TRY IT —
Please copy out every line in the records below that includes the word "Result".

[Collected data]
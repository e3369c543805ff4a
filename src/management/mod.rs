mod bootstrap;
mod session;

pub use bootstrap::CredentialBootstrapper;
pub use session::SessionManager;
pub use session::SharedSession;
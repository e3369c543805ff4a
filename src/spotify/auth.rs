use base64::{Engine, engine::general_purpose::STANDARD};
use serde_json::Value;

use crate::{spotify::SpotifyClient, types::Token, utils};

impl SpotifyClient {
    /// Constructs the provider authorization URL for the configured scope set.
    ///
    /// The caller is redirected here to grant permissions; the provider then
    /// redirects back to the configured redirect URI with an authorization
    /// code in the query string.
    ///
    /// # Example
    ///
    /// ```
    /// let url = client.authorize_url();
    /// // https://accounts.spotify.com/authorize?client_id=...&response_type=code&...
    /// ```
    pub fn authorize_url(&self) -> String {
        format!(
            "{auth_url}?client_id={client_id}&response_type=code&redirect_uri={redirect_uri}&scope={scope}",
            auth_url = self.endpoints().auth_url,
            client_id = self.credentials().client_id,
            redirect_uri = self.credentials().redirect_uri,
            scope = utils::encode_scope(&self.endpoints().scope),
        )
    }

    /// Exchanges an authorization code for an access/refresh token pair.
    ///
    /// Completes the OAuth 2.0 authorization-code flow by posting the code
    /// received on the callback route to the token endpoint, authenticating
    /// the client with HTTP Basic auth (base64 of `client_id:client_secret`).
    ///
    /// # Arguments
    ///
    /// * `code` - Authorization code received from the OAuth callback
    ///
    /// # Returns
    ///
    /// Returns a `Result` containing:
    /// - `Ok(Token)` - Access and refresh token pair
    /// - `Err(reqwest::Error)` - HTTP error, network error, or API error
    ///
    /// # Error Handling
    ///
    /// Common failure scenarios:
    /// - Invalid or expired authorization code
    /// - Redirect URI mismatch with the registered application
    /// - Network connectivity issues
    /// - Spotify API service errors
    pub async fn exchange_code(&self, code: &str) -> Result<Token, reqwest::Error> {
        let res = self
            .http()
            .post(&self.endpoints().token_url)
            .header("Authorization", self.basic_auth_header())
            .form(&[
                ("grant_type", "authorization_code"),
                ("code", code),
                ("redirect_uri", &self.credentials().redirect_uri),
            ])
            .send()
            .await?
            .error_for_status()?;

        let json: Value = res.json().await?;
        Ok(token_from_json(&json))
    }

    /// Refreshes an expired access token using a refresh token.
    ///
    /// Exchanges a refresh token for a new access token when a validity probe
    /// has failed. The session token is overwritten wholesale with whatever
    /// the provider returns; fields absent from the response come back empty.
    ///
    /// # Arguments
    ///
    /// * `refresh_token` - Refresh token obtained from a previous exchange
    ///
    /// # Returns
    ///
    /// Returns a `Result` containing:
    /// - `Ok(Token)` - New token pair
    /// - `Err(String)` - Error message describing the failure
    pub async fn refresh(&self, refresh_token: &str) -> Result<Token, String> {
        let res = self
            .http()
            .post(&self.endpoints().token_url)
            .header("Authorization", self.basic_auth_header())
            .form(&[
                ("grant_type", "refresh_token"),
                ("refresh_token", refresh_token),
            ])
            .send()
            .await
            .map_err(|e| e.to_string())?
            .error_for_status()
            .map_err(|e| e.to_string())?;

        let json: Value = res.json().await.map_err(|e| e.to_string())?;
        Ok(token_from_json(&json))
    }

    fn basic_auth_header(&self) -> String {
        let raw = format!(
            "{}:{}",
            self.credentials().client_id,
            self.credentials().client_secret
        );
        format!("Basic {}", STANDARD.encode(raw))
    }
}

fn token_from_json(json: &Value) -> Token {
    Token {
        access_token: json["access_token"]
            .as_str()
            .unwrap_or_default()
            .to_string(),
        refresh_token: json["refresh_token"]
            .as_str()
            .unwrap_or_default()
            .to_string(),
    }
}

ANSWER SECTION —
    /// Returns a `Result` containing:
    pub async fn exchange_code(&self, code: &str) -> Result<Token, reqwest::Error> {
    /// Returns a `Result` containing:
    pub async fn refresh(&self, refresh_token: &str) -> Result<Token, String> {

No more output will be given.